** Opening Given records block **
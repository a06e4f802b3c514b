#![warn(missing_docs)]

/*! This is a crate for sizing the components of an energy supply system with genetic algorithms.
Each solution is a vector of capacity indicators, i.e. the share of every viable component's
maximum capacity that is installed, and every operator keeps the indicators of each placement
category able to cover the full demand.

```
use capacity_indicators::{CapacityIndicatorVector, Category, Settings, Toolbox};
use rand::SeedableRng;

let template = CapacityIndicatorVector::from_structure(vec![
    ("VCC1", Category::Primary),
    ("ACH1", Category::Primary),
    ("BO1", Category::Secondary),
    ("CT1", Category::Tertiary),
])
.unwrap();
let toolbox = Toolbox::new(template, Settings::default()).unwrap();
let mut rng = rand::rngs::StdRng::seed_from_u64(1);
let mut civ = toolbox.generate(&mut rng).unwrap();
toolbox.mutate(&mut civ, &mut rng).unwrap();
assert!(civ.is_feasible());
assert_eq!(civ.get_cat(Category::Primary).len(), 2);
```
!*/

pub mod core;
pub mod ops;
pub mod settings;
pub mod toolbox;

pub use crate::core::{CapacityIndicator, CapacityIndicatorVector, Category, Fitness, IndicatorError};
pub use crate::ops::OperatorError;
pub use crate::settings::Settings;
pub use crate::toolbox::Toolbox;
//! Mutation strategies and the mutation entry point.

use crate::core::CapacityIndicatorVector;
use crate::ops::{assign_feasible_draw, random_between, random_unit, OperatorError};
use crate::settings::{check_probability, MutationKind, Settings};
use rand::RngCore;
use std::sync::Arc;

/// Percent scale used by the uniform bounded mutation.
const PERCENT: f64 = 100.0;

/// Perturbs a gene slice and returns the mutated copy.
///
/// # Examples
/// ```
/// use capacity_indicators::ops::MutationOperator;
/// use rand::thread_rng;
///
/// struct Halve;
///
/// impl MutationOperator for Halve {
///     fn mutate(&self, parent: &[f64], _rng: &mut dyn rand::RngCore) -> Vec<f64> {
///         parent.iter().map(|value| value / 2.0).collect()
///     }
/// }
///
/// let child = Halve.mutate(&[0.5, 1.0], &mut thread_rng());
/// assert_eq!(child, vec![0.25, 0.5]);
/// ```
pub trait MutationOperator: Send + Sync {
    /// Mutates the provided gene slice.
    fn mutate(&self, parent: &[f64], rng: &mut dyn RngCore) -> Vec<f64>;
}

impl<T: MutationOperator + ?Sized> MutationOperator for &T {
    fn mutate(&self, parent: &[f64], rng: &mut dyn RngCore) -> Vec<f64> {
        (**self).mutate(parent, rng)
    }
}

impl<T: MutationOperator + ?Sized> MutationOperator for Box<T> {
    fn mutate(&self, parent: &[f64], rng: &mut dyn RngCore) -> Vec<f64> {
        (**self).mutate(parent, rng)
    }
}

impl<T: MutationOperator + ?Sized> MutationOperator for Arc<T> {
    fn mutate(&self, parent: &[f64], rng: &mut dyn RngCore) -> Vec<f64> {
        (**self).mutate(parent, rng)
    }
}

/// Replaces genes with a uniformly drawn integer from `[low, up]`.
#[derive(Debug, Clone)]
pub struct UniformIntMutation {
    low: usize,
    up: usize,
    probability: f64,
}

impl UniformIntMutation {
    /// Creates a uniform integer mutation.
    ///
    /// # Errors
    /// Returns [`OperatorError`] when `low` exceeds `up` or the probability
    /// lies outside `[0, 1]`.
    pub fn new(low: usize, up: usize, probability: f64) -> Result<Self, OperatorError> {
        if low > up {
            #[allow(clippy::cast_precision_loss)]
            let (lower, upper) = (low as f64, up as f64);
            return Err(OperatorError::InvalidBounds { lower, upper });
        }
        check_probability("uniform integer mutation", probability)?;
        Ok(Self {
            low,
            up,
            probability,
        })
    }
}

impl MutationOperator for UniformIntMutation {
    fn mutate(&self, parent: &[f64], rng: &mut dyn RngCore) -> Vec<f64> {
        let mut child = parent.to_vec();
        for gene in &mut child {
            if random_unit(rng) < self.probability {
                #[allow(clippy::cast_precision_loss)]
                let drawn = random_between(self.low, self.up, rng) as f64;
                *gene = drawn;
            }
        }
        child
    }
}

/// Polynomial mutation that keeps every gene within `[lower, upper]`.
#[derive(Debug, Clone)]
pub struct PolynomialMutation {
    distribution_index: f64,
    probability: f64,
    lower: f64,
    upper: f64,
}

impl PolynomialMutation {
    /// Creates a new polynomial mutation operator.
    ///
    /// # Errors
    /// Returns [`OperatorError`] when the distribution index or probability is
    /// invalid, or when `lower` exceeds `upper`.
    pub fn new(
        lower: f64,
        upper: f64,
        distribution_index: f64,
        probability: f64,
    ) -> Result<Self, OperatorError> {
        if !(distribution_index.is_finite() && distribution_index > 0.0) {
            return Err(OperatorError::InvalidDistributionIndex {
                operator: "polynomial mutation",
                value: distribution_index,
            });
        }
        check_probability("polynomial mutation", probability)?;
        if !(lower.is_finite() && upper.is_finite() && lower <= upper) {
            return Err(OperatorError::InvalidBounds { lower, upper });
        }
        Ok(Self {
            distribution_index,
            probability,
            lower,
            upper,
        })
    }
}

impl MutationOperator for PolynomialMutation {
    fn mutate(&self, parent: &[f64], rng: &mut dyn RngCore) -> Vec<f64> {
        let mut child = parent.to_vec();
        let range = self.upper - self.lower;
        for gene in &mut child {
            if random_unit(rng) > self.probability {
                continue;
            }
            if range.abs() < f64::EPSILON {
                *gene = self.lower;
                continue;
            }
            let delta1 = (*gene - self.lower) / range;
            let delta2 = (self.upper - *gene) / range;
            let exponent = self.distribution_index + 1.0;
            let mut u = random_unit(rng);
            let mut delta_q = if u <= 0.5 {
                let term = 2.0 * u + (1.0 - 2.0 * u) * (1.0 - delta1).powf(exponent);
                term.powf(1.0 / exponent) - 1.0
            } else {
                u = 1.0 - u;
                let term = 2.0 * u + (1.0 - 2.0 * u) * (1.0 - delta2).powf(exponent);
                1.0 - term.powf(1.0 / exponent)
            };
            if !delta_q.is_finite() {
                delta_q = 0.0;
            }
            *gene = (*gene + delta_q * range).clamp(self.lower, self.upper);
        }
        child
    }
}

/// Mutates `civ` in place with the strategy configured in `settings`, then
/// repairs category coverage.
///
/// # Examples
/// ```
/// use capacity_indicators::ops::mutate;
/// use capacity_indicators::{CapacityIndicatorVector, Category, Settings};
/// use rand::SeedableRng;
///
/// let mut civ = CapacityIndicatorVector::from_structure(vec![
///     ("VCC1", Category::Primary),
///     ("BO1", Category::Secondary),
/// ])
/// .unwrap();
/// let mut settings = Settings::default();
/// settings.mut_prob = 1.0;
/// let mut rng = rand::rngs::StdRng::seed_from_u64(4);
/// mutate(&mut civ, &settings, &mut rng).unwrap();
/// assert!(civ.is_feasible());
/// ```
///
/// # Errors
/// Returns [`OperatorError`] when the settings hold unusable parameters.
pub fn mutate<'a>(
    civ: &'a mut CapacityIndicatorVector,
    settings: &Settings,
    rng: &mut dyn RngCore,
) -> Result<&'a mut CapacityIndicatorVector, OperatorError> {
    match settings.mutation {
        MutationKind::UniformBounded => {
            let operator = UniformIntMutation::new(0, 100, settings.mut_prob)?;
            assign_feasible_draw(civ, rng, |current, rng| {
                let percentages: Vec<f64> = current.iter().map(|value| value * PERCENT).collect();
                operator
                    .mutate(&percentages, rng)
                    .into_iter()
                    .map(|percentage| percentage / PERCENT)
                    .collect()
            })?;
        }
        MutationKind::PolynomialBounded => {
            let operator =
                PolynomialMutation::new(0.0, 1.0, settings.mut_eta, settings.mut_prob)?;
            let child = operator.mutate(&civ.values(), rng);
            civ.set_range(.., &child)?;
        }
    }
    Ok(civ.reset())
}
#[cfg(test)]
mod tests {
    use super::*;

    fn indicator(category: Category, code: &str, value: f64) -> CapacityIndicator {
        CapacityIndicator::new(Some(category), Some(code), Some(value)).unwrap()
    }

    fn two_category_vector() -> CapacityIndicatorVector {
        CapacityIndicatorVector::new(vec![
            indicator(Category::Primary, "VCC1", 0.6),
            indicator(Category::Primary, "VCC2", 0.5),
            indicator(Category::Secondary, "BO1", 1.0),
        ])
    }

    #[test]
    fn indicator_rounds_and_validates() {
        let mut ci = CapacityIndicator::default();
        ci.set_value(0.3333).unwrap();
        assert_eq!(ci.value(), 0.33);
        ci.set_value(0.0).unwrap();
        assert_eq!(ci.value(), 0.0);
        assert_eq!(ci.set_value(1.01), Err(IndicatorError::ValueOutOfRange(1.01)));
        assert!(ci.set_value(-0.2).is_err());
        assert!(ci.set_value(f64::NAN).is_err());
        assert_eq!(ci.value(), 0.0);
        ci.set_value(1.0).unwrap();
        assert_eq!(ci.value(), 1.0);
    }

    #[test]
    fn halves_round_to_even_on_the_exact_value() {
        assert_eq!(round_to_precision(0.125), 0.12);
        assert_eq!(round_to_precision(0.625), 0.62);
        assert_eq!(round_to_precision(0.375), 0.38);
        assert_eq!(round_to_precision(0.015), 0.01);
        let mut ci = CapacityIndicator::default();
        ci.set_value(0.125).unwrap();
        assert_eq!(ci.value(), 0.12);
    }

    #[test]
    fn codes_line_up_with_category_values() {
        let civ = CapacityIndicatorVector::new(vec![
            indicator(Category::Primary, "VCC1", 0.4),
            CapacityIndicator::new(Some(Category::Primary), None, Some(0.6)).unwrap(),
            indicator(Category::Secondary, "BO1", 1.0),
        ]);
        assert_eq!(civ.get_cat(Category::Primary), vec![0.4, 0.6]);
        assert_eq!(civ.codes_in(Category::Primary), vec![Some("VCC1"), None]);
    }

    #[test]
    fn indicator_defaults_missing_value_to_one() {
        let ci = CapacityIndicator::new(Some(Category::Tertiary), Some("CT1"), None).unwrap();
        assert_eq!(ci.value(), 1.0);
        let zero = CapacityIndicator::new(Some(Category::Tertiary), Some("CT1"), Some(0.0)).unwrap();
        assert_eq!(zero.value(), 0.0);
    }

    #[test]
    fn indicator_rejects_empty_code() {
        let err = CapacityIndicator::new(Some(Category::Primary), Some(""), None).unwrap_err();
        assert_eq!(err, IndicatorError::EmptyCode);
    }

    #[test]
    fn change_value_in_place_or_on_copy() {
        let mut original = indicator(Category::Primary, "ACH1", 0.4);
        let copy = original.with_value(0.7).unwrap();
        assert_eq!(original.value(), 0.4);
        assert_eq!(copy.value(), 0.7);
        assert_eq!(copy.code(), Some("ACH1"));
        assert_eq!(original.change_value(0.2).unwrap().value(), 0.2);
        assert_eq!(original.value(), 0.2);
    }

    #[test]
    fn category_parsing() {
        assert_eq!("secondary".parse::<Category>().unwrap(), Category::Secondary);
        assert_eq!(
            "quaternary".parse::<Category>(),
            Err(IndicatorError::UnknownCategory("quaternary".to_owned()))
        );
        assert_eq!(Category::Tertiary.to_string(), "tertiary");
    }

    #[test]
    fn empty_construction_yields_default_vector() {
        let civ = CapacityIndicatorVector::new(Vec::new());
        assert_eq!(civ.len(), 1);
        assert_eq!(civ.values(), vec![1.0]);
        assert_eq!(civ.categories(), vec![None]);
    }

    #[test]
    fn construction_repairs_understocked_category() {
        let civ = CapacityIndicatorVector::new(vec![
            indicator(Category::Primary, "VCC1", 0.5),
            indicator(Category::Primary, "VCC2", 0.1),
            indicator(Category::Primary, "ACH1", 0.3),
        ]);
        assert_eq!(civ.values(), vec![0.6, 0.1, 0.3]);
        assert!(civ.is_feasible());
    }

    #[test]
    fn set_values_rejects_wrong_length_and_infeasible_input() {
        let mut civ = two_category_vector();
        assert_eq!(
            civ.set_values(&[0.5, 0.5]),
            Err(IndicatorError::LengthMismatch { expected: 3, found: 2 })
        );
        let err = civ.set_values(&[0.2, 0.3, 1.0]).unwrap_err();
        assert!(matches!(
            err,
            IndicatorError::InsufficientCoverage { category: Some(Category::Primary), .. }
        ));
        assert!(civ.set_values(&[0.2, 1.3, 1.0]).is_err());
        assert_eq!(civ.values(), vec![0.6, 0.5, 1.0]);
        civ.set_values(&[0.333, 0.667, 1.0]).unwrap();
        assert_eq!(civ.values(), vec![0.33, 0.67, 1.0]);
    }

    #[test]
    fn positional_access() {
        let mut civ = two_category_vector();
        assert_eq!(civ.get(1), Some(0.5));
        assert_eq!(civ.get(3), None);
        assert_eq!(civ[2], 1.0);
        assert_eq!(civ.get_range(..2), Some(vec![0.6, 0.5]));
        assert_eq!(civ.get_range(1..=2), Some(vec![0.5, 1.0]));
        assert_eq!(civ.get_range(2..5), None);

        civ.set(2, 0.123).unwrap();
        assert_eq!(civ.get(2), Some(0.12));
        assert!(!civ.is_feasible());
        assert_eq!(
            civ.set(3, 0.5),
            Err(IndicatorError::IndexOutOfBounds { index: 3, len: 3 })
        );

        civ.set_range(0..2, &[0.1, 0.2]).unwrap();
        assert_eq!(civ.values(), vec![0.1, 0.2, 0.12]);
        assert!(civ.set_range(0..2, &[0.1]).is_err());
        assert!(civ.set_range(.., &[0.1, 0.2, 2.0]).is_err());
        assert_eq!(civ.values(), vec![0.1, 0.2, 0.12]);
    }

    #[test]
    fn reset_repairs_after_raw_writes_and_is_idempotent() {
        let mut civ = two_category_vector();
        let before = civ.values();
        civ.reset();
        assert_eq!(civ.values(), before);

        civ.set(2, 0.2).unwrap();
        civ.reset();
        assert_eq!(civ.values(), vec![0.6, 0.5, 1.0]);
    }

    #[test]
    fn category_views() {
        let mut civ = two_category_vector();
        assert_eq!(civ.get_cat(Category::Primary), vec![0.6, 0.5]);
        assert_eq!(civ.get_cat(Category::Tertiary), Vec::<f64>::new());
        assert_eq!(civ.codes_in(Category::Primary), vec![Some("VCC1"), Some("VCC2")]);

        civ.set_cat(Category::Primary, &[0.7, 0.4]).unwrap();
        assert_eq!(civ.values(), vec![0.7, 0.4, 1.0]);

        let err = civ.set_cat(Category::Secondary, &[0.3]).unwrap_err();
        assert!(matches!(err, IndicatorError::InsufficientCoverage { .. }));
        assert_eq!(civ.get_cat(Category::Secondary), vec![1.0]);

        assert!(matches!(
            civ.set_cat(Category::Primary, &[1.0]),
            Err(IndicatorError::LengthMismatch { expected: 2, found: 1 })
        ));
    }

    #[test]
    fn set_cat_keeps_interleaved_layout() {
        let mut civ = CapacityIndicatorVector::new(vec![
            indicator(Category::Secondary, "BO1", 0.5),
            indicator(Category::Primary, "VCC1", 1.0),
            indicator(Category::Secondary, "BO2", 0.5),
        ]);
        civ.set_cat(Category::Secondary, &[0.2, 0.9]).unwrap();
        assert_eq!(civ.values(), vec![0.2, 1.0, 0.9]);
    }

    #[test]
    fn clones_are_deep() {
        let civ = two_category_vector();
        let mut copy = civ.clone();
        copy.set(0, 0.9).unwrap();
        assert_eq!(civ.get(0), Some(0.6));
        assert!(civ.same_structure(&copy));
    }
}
** Closing Given records block **
## Problem
Going through the entries, return every line holding the word "percentages".

## Response to the exercise
                let percentages: Vec<f64> = current.iter().map(|value| value * PERCENT).collect();
                    .mutate(&percentages, rng)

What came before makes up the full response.